Cardiologists know that eating right combats cardiovascular disease—but having the time and knowledge to council patients on nutrition can be challenging.
Nursing teams are challenged too. I remember a conversation with a cath lab nurse a couple of years ago when the Affordable Care Act brought a flood of newly insured patients into the system. She and her team were frustrated by the surge of patients, many of lower socioeconomics, whom did not know what eating healthy was.
We know the effects of cardiovascular disease are more significant on populations with lower socioeconomic status. Everyone needs to shop the outside aisles of the grocery store for protein and produce, but many can’t because they can’t afford to. A recent study in PLOS Medicine found that a 10 percent subsidy of fruits and vegetables for all Americans could prevent or postpone 150,500 cardiovascular disease (CVD) deaths by 2030. A 30 percent subsidy for fruits and vegetables for “food stamp” participants could reduce CVD deaths by 35,100 in the next 15 years.
They advocate for improving dietary quality by reducing the price of healthy foods for food program participants, as well as continuing the push to reduce sugar-sweetened beverage consumption nationally through taxes and a media campaign.
Education from cardiologists and cardiovascular team members will help too. Another recent study found gaps between what is known about nutrition and lifestyle among cardiologists and what is shared with patients. Few had received nutrition education during fellowship or internal medicine training and many physicians reported spending three minutes or less per visit discussing nutrition with patients.

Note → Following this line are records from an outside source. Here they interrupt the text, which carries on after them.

//! Login page component
//!
//! Redirects to the dashboard on success.

use leptos::prelude::*;
use leptos::task::spawn_local;
use leptos_meta::Title;
use leptos_router::components::A;
use leptos_router::hooks::use_navigate;

use crate::core::error::ApiError;
use crate::core::profile::LoginRequest;
use crate::core::session::login_redirect;
use crate::core::validation::validate_login;
use crate::ui::api::use_api;
use crate::ui::common::{ErrorMessage, FormField};
use crate::ui::session::use_session;

/// Shown for a 401 from the login endpoint
const INVALID_CREDENTIALS: &str = "Invalid email or password";

#[component]
pub fn LoginPage() -> impl IntoView {
    let session = use_session();
    let api = use_api();
    let navigate = use_navigate();

    let email = RwSignal::new(String::new());
    let password = RwSignal::new(String::new());
    let error = RwSignal::new(None::<String>);
    let submitting = RwSignal::new(false);

    // Sole redirect after login, also for visitors already logged in
    Effect::new(move |sent: Option<bool>| {
        let sent = sent.unwrap_or(false);
        match login_redirect(session.flag.get(), sent) {
            Some(path) => {
                navigate(path, Default::default());
                true
            }
            None => sent,
        }
    });

    let on_submit = move |ev: leptos::ev::SubmitEvent| {
        ev.prevent_default();
        if submitting.get_untracked() {
            return;
        }

        let email_val = email.get_untracked().trim().to_string();
        let password_val = password.get_untracked();
        if let Err(e) = validate_login(&email_val, &password_val) {
            error.set(Some(e.to_string()));
            return;
        }

        error.set(None);
        submitting.set(true);
        spawn_local(async move {
            let request = LoginRequest {
                username: email_val,
                password: password_val,
            };
            match api.login(&request).await {
                Ok(()) => leptos::logging::log!("Logged in"),
                Err(ApiError::Unauthorized) => error.set(Some(INVALID_CREDENTIALS.to_string())),
                Err(e) => error.set(Some(e.user_message("Login failed"))),
            }
            submitting.set(false);
        });
    };

    let clear_error = Callback::new(move |_| error.set(None));

    view! {
        <Title text="Log in - BlogGen.ai"/>

        <main class="auth-page">
            <form class="card auth-card space-y-6" on:submit=on_submit>
                <div class="text-center">
                    <h1 class="page-title">"Welcome back"</h1>
                    <p class="mt-2 text-theme-secondary">"Log in to your BlogGen account"</p>
                </div>

                <ErrorMessage error=error/>

                <FormField
                    label="Email"
                    name="email"
                    value=email
                    input_type="email"
                    placeholder="you@example.com"
                    autocomplete="email"
                    disabled=submitting
                    on_edit=clear_error
                />
                <FormField
                    label="Password"
                    name="password"
                    value=password
                    input_type="password"
                    placeholder="Your password"
                    autocomplete="current-password"
                    disabled=submitting
                    on_edit=clear_error
                />

                <button type="submit" class="btn-primary w-full" disabled=move || submitting.get()>
                    {move || if submitting.get() { "Logging in..." } else { "Log in" }}
                </button>

                <p class="text-center text-sm text-theme-secondary">
                    "Don't have an account? "
                    <A href="/signup" attr:class="link">"Sign up"</A>
                </p>
            </form>
        </main>
    }
}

An interesting fact emerged. The survey showed that cardiologists who prioritize their own eating habits are more likely to discuss such lifestyle changes with patients. Only 20 percent of respondents claimed to eat the recommended five daily servings of fruits and vegetables, roughly the same proportion as the public.
"Cardiologists with the most vegetable and fruit consumption were also more likely to believe it was their responsibility to discuss detailed dietary information with their patients," said study author Stephen Devries, MD. "Therefore, one way to possibly improve patient counseling and health is for physicians to first optimize their own diet."
We need to look forward and make changes now that will dividends for patients later.